Casa Batllo is a building that was restored by Antoni Gaudi in the early 1900s. He spent two years with the project to completely refurbish the exterior, the main floor, the terrace and the roof. Located in the Eixample district of Barcelona, it (like everything Gaudi designed) was heavily influenced by the Art Nouveau style.
This building is a stunningly original work and worth a visit. You’ll see how much attention to detail Gaudi has spent on his designs to think about things like the different window sizes. Depending on how tall the window is from the top of the building.
The Palau Guell (Guell Palace) building is located on the Rambla and does not bounce like other Gaudi structures. Built from 1886-1888, was designed for one of Gaudi’s patrons, Eusebi Guell. The house is centered around the main room used to entertain high-society guests. The main party room has a high ceiling with small holes near the top.
If you come to Barcelona to explore the work of Gaudi and the Modernista Movement, this is an excellent starting point. Here the young genius has done his early work for one of these great patrons.
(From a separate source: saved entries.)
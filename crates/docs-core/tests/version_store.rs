//! Version store contract.

use std::cell::RefCell;
use std::rc::Rc;

use docs_core::VersionStore;
use docs_model::{DocsError, PhpVersion, VersionState};

#[test]
fn select_then_current_for_every_available_version() {
    let mut store = VersionStore::default();
    for version in store.available().to_vec() {
        store.select(version).expect("available version");
        assert_eq!(store.current(), version);
    }
}

#[test]
fn unavailable_selection_is_rejected_without_notification() {
    let state = VersionState::new(PhpVersion::Php83, vec![PhpVersion::Php83]).unwrap();
    let mut store = VersionStore::new(state);
    let notified = Rc::new(RefCell::new(Vec::new()));
    let sink = Rc::clone(&notified);
    store.subscribe(move |version| sink.borrow_mut().push(version));

    let err = store.select(PhpVersion::Php82).unwrap_err();
    assert!(matches!(
        err,
        DocsError::UnavailableVersion {
            requested: PhpVersion::Php82,
            ..
        }
    ));
    assert_eq!(store.current(), PhpVersion::Php83);
    assert!(notified.borrow().is_empty());
}

#[test]
fn subscribers_receive_each_change_once() {
    let mut store = VersionStore::default();
    let notified = Rc::new(RefCell::new(Vec::new()));
    let sink = Rc::clone(&notified);
    store.subscribe(move |version| sink.borrow_mut().push(version));

    store.select(PhpVersion::Php82).unwrap();
    store.select(PhpVersion::Php82).unwrap();
    store.select(PhpVersion::Php83).unwrap();
    assert_eq!(
        *notified.borrow(),
        vec![PhpVersion::Php82, PhpVersion::Php83]
    );
}
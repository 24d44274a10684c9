use anyhow::{Context, Result};
use chrono::Local;
use docs_content::quick_reference_rows;
use docs_core::VersionStore;
use docs_model::{PhpVersion, VersionState};
use docs_render::{BuildReport, RenderContext, SiteBuilder};
use tracing::{info, info_span};

use docs_cli::config::{ConfigOverrides, load_site_config};
use docs_cli::inspect::{resolve_path, route_rows, spy};

use crate::cli::{BuildArgs, CommandsArgs, ResolveArgs, SpyArgs};
use crate::summary::{print_commands, print_resolution, print_routes, print_spy};

pub fn run_build(args: &BuildArgs) -> Result<BuildReport> {
    let span = info_span!("build", out_dir = %args.out_dir.display());
    let _guard = span.enter();

    let overrides = ConfigOverrides {
        base_path: args.base_path.clone(),
        default_version: args.php,
    };
    let config = load_site_config(args.config.as_deref(), &overrides)?;
    let state = VersionState::new(config.default_version, PhpVersion::ALL.to_vec())
        .context("initial version state")?;
    let mut store = VersionStore::new(state);

    let date = Local::now().date_naive();
    info!(base_path = %config.base_path, %date, "building site");
    let builder = SiteBuilder::new(RenderContext::new(config, date));
    builder.build(&mut store, &args.out_dir)
}

pub fn run_routes() -> Result<()> {
    print_routes(&route_rows());
    Ok(())
}

pub fn run_commands(args: &CommandsArgs) -> Result<()> {
    print_commands(args.php, &quick_reference_rows(args.php));
    Ok(())
}

pub fn run_resolve(args: &ResolveArgs) -> Result<()> {
    print_resolution(&resolve_path(&args.path, args.base_path.as_deref()));
    Ok(())
}

pub fn run_spy(args: &SpyArgs) -> Result<()> {
    print_spy(&spy(&args.offsets, args.scroll_y, args.threshold));
    Ok(())
}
Park Guell is a 45-hectare garden complex designed and built between 1900 and 1914. Known for incorporating various themes into his work, Gaudi incorporated artistic elements of Catalan nationalism as well as ancient poetry and mysticism into this work. The park is located just near La Sagrada Familia, so it is easy to visit both.
Park Guell is the reflection of Gaudi’s artistic wealth, which belongs to his naturalistic phase (first decade of the 20th century). He put into practice a series of new structural solutions rooted in the analysis of geometry. Starting from baroque, his works acquire an architectural wealth of forms and volumes, free from rational rigidity or any classical premise.
From 1906 to 1910, Gaudi’s work on Casa Mila, also known as “La Pedrera” (the quarry), as the building has a facade of limestone. The aim was to awaken the feeling of a snowy mountain. The Casa Mila was run down and partially abandoned until it was restored to its original form in the late 1980s.
A visit to La Pedrera, landmark building and container, gives us a better understanding and appreciation of the architecture and transports us to the time when Antoni Gaudi lived. The roof terrace is one of the most spectacular parts of Casa Mila for its imposing chimneys, reminiscent of twisted, standing soldiers (and those of Casa Batllo).